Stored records
//! inference::fit — one-shot kernel fit with uncertainty summaries.
//!
//! Purpose
//! -------
//! Run the full estimation pipeline once (assemble → constrained solve →
//! standard errors) and package the result together with the quantities a
//! caller needs to judge it: residual variance, sample and coefficient
//! counts, numerical rank, t-statistics, and Student-t confidence bounds.
//!
//! Key behaviors
//! -------------
//! - [`fit_kernel`] reuses the Gram matrix assembled for the solve when
//!   computing standard errors; nothing is assembled twice.
//! - [`KernelFit::confidence_bounds`] uses the `t_{N−L}` quantile from
//!   `statrs`, matching the degrees of freedom of the variance estimate.
//!
//! Invariants & assumptions
//! ------------------------
//! - Degrees of freedom are `N − L` with `L` the total coefficient count,
//!   consistent with `inference::standard_errors`.
//! - Bounds require `N > L` and `0 < level < 1`.
use crate::{
    convolution::{
        errors::{KernelError, KernelResult},
        kernel::Kernel,
        mask::ConstraintMask,
    },
    inference::standard_errors::standard_errors_with_summary,
    regression::{options::SolveOptions, solve::solve_for_kernel_constrained},
};
use ndarray::{ArrayView1, ArrayView2};
use statrs::distribution::{ContinuousCDF, StudentsT};

/// KernelFit — fitted kernel with classical OLS uncertainty.
#[derive(Debug, Clone, PartialEq)]
pub struct KernelFit {
    kernel: Kernel,
    standard_errors: Kernel,
    residual_variance: f64,
    n_observed: usize,
    n_coefficients: usize,
    n_free: usize,
    rank: usize,
}

impl KernelFit {
    pub fn kernel(&self) -> &Kernel {
        &self.kernel
    }

    pub fn standard_errors(&self) -> &Kernel {
        &self.standard_errors
    }

    /// `σ² = RSS / (N − L)`.
    pub fn residual_variance(&self) -> f64 {
        self.residual_variance
    }

    /// Number of observed (non-NaN) response samples `N`.
    pub fn n_observed(&self) -> usize {
        self.n_observed
    }

    /// Total coefficient count `L`, pinned coefficients included.
    pub fn n_coefficients(&self) -> usize {
        self.n_coefficients
    }

    pub fn n_free(&self) -> usize {
        self.n_free
    }

    /// Rank retained by the truncated SVD of the solved system.
    pub fn rank(&self) -> usize {
        self.rank
    }

    /// `N − L`, or `None` when there are no residual degrees of freedom.
    pub fn degrees_of_freedom(&self) -> Option<usize> {
        self.n_observed.checked_sub(self.n_coefficients).filter(|&dof| dof > 0)
    }

    /// Coefficient-wise `k / SE(k)`.
    pub fn t_statistics(&self) -> Kernel {
        self.kernel.zip_map(&self.standard_errors, |k, se| k / se)
    }

    /// Two-sided Student-t confidence bounds `k ± q · SE(k)` with
    /// `q = t_{N−L}^{-1}((1 + level) / 2)`.
    ///
    /// Returns
    /// -------
    /// `KernelResult<(Kernel, Kernel)>`
    ///   `(lower, upper)` with the kernel's layout.
    ///
    /// Errors
    /// ------
    /// - `KernelError::InvalidConfidenceLevel` unless `0 < level < 1`.
    /// - `KernelError::InsufficientDegreesOfFreedom` when `N ≤ L`.
    /// - `KernelError::Distribution` if `statrs` rejects the parameters.
    pub fn confidence_bounds(&self, level: f64) -> KernelResult<(Kernel, Kernel)> {
        if !(level > 0.0 && level < 1.0) {
            return Err(KernelError::InvalidConfidenceLevel { level });
        }
        let dof = self.degrees_of_freedom().ok_or(KernelError::InsufficientDegreesOfFreedom {
            n_observed: self.n_observed,
            n_coefficients: self.n_coefficients,
        })?;
        let t = StudentsT::new(0.0, 1.0, dof as f64)
            .map_err(|e| KernelError::Distribution { text: e.to_string() })?;
        let q = t.inverse_cdf(0.5 + level / 2.0);

        let lower = self.kernel.zip_map(&self.standard_errors, |k, se| k - q * se);
        let upper = self.kernel.zip_map(&self.standard_errors, |k, se| k + q * se);
        Ok((lower, upper))
    }
}

/// fit_kernel — solve under `mask` and attach standard errors.
///
/// Parameters
/// ----------
/// - `stimulus`: `ArrayView2<f64>`
///   `T × nstim`, finite.
/// - `response`: `ArrayView1<f64>`
///   Length `T`; NaN samples are excluded.
/// - `mask`: `&ConstraintMask`
///   Support and pinned coefficients; use `ConstraintMask::all_free` for an
///   unconstrained fit.
/// - `opts`: `&SolveOptions`
///
/// Errors
/// ------
/// - Every error of `regression::solve::solve_for_kernel_constrained`.
/// - `KernelError::SingularGram` when the Gram matrix is exactly singular
///   and `N > L` (the kernel itself would still be solvable; standard errors
///   are not). With `N ≤ L` the standard errors are NaN instead.
///
/// Examples
/// --------
/// ```rust
/// # use ndarray::Array1;
/// # use rust_convkernel::convolution::{mask::ConstraintMask, offsets::OffsetRange};
/// # use rust_convkernel::convolution::signals::as_single_channel;
/// # use rust_convkernel::inference::fit::fit_kernel;
/// # use rust_convkernel::regression::options::SolveOptions;
/// let s = Array1::from_shape_fn(50, |t| (0.9 * t as f64).sin());
/// let r = Array1::from_shape_fn(50, |t| 2.0 * s[t] + 0.01 * (3.7 * t as f64).cos());
/// let mask = ConstraintMask::all_free(OffsetRange::new(0, 0).unwrap(), 1).unwrap();
/// let fit = fit_kernel(as_single_channel(s.view()), r.view(), &mask, &SolveOptions::default())
///     .unwrap();
/// let (lower, upper) = fit.confidence_bounds(0.95).unwrap();
/// assert!(lower.get(0, 0).unwrap() < 2.0 + 0.01 && upper.get(0, 0).unwrap() > 2.0 - 0.01);
/// assert_eq!(fit.degrees_of_freedom(), Some(49));
/// ```
pub fn fit_kernel(
    stimulus: ArrayView2<'_, f64>, response: ArrayView1<'_, f64>, mask: &ConstraintMask,
    opts: &SolveOptions,
) -> KernelResult<KernelFit> {
    let solution = solve_for_kernel_constrained(stimulus, response, mask, opts)?;
    let (standard_errors, summary) = standard_errors_with_summary(
        stimulus,
        response,
        &solution.kernel,
        solution.normal_equations.gram.view(),
    )?;

    Ok(KernelFit {
        residual_variance: summary.variance(),
        n_observed: summary.n_observed,
        n_coefficients: summary.n_coefficients,
        n_free: mask.n_free(),
        rank: solution.rank,
        kernel: solution.kernel,
        standard_errors,
    })
}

WORK ITEM: For the records above, state how many lines contain "assembled". Add nothing to the number.

SOLUTION FOR THIS TASK: 2